The subject of domestic terrorism in the United States is arguably a study in idiosyncratic political violence. Indigenous terrorist groups reflected the American political and social environments during historical periods when extremists chose to engage in political violence.
In the modern era, left-wing and right-wing political violence grew from very different circumstances. Leftist violence evolved from a uniquely American social environment that produced the civil rights, Black Power, and New Left movements. Rightist violence grew out of a combination of historical racial and nativist animosity, combined with modern applications of religious and antigovernment ideologies.

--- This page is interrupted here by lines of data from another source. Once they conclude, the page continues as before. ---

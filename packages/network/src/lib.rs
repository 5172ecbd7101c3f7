#![cfg_attr(feature = "fail-on-warnings", deny(warnings))]
#![warn(clippy::all, clippy::pedantic, clippy::nursery, clippy::cargo)]
#![allow(clippy::multiple_crate_versions, clippy::cargo_common_metadata)]

//! Reads a transport network from a JSON document.
//!
//! The expected layout is:
//!
//! ```json
//! {
//!   "nodes": [{ "id": "1", "x": 4595000.0, "y": 5821000.0 }],
//!   "links": [{ "id": "10", "from": "1", "to": "2",
//!               "length": 120.0, "freespeed": 13.89, "lanes": 2.0 }]
//! }
//! ```
//!
//! `length` may be omitted, in which case the straight-line distance
//! between the two nodes is used.

use std::path::Path;

use accidents_network_models::{Coord, Node, NodeId};
use serde::Deserialize;

pub use accidents_network_models::{Link, LinkId, Network};

/// Errors that can occur while reading a network.
#[derive(Debug, thiserror::Error)]
pub enum NetworkError {
    /// I/O error (file read).
    #[error("I/O error: {0}")]
    Io(#[from] std::io::Error),

    /// JSON parsing failed.
    #[error("JSON parse error: {0}")]
    Json(#[from] serde_json::Error),

    /// A link references a node that is not defined.
    #[error("Link {link} references unknown node {node}")]
    UnknownNode {
        /// Offending link id.
        link: String,
        /// Missing node id.
        node: String,
    },

    /// A link attribute is out of range.
    #[error("Link {link} has invalid {attribute}: {value}")]
    InvalidAttribute {
        /// Offending link id.
        link: String,
        /// Attribute name.
        attribute: &'static str,
        /// Rejected value.
        value: f64,
    },
}

#[derive(Debug, Deserialize)]
struct RawNetwork {
    #[serde(default)]
    nodes: Vec<RawNode>,
    #[serde(default)]
    links: Vec<RawLink>,
}

#[derive(Debug, Deserialize)]
struct RawNode {
    id: String,
    x: f64,
    y: f64,
}

#[derive(Debug, Deserialize)]
struct RawLink {
    id: String,
    from: String,
    to: String,
    length: Option<f64>,
    freespeed: f64,
    #[serde(default = "default_lanes")]
    lanes: f64,
}

const fn default_lanes() -> f64 {
    1.0
}

/// Reads and parses a network JSON file.
///
/// # Errors
///
/// Returns [`NetworkError`] if the file cannot be read, is not valid JSON,
/// or references undefined nodes.
pub fn load_network(path: &Path) -> Result<Network, NetworkError> {
    let contents = std::fs::read_to_string(path)?;
    let network = parse_network(&contents)?;
    log::info!(
        "Loaded network from {}: {} nodes, {} links",
        path.display(),
        network.node_count(),
        network.link_count()
    );
    Ok(network)
}

/// Parses a network from a JSON string.
///
/// # Errors
///
/// Returns [`NetworkError`] if the document is malformed, a link references
/// an undefined node, or a link attribute is negative or not finite.
pub fn parse_network(json: &str) -> Result<Network, NetworkError> {
    let raw: RawNetwork = serde_json::from_str(json)?;
    let mut network = Network::new();

    for node in raw.nodes {
        network.add_node(Node {
            id: NodeId(node.id),
            coord: Coord::new(node.x, node.y),
        });
    }

    for link in raw.links {
        let from = resolve_node(&network, &link.id, &link.from)?;
        let to = resolve_node(&network, &link.id, &link.to)?;
        let length = link.length.unwrap_or_else(|| from.coord.distance(to.coord));

        check_attribute(&link.id, "length", length)?;
        check_attribute(&link.id, "freespeed", link.freespeed)?;
        check_attribute(&link.id, "lanes", link.lanes)?;

        network.add_link(Link {
            id: link.id.into(),
            from,
            to,
            length,
            freespeed: link.freespeed,
            lanes: link.lanes,
        });
    }

    Ok(network)
}

fn resolve_node(network: &Network, link: &str, node: &str) -> Result<Node, NetworkError> {
    network
        .node(&NodeId(node.to_string()))
        .cloned()
        .ok_or_else(|| NetworkError::UnknownNode {
            link: link.to_string(),
            node: node.to_string(),
        })
}

fn check_attribute(link: &str, attribute: &'static str, value: f64) -> Result<(), NetworkError> {
    if value.is_finite() && value >= 0.0 {
        Ok(())
    } else {
        Err(NetworkError::InvalidAttribute {
            link: link.to_string(),
            attribute,
            value,
        })
    }
}

#[cfg(test)]
mod tests {
    use accidents_network_models::LinkId;

    use super::*;

    const NETWORK: &str = r#"{
        "nodes": [
            { "id": "1", "x": 0.0, "y": 0.0 },
            { "id": "2", "x": 300.0, "y": 400.0 }
        ],
        "links": [
            { "id": "a", "from": "1", "to": "2", "length": 600.0, "freespeed": 13.89, "lanes": 2.0 },
            { "id": "b", "from": "2", "to": "1", "freespeed": 8.33 }
        ]
    }"#;

    #[test]
    fn parses_nodes_and_links() {
        let network = parse_network(NETWORK).unwrap();
        assert_eq!(network.node_count(), 2);
        assert_eq!(network.link_count(), 2);

        let a = network.link(&LinkId::from("a")).unwrap();
        assert!((a.length - 600.0).abs() < f64::EPSILON);
        assert!((a.lanes - 2.0).abs() < f64::EPSILON);
        assert_eq!(a.to.coord, Coord::new(300.0, 400.0));
    }

    #[test]
    fn missing_length_falls_back_to_node_distance() {
        let network = parse_network(NETWORK).unwrap();
        let b = network.link(&LinkId::from("b")).unwrap();
        assert!((b.length - 500.0).abs() < 1e-9);
        assert!((b.lanes - 1.0).abs() < f64::EPSILON);
    }

    #[test]
    fn rejects_unknown_node() {
        let json = r#"{ "nodes": [], "links": [
            { "id": "x", "from": "1", "to": "2", "freespeed": 10.0 }
        ] }"#;
        let err = parse_network(json).unwrap_err();
        assert!(matches!(err, NetworkError::UnknownNode { .. }));
    }

    #[test]
    fn rejects_negative_lanes() {
        let json = r#"{
            "nodes": [{ "id": "1", "x": 0.0, "y": 0.0 }, { "id": "2", "x": 1.0, "y": 0.0 }],
            "links": [{ "id": "x", "from": "1", "to": "2", "freespeed": 10.0, "lanes": -1.0 }]
        }"#;
        let err = parse_network(json).unwrap_err();
        assert!(matches!(
            err,
            NetworkError::InvalidAttribute {
                attribute: "lanes",
                ..
            }
        ));
    }
}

In the early years of the new millennium, threats continued to emanate from right-wing antigovernment and racial supremacist extremists. Potential violence from leftist extremists remained low in comparison with the right. When the September 11, 2001, attacks created
a new security environment, the question of terrorism originating from domestic sources remained uncertain; this was especially true after the anthrax attacks on the U.S. East Coast.
Discussion Questions
1. Assume that a nascent anarchist movement continues in its opposition to globalism. How should the modern leftist movement be described? What is the potential for violence originating from modern extremists on the left?
2. Keeping in mind the many conspiracy and mystical beliefs of the American right, what is the potential for violence from adherents of these theories to the modern American environment?
3. As a matter of policy, how closely should hate and antigovernment groups be monitored? What restrictions should be imposed on their activities? Why?
4. Is the American activity profile truly an idiosyncratic profile, or can it be compared with other nations’ environments? If so, how? If not, why not?
5. What is the likelihood that the new millennium will witness a resurgence of a rightist movement on the scale of the 1990s Patriot movement? What trends indicate that it will occur? What trends indicate that it will not occur?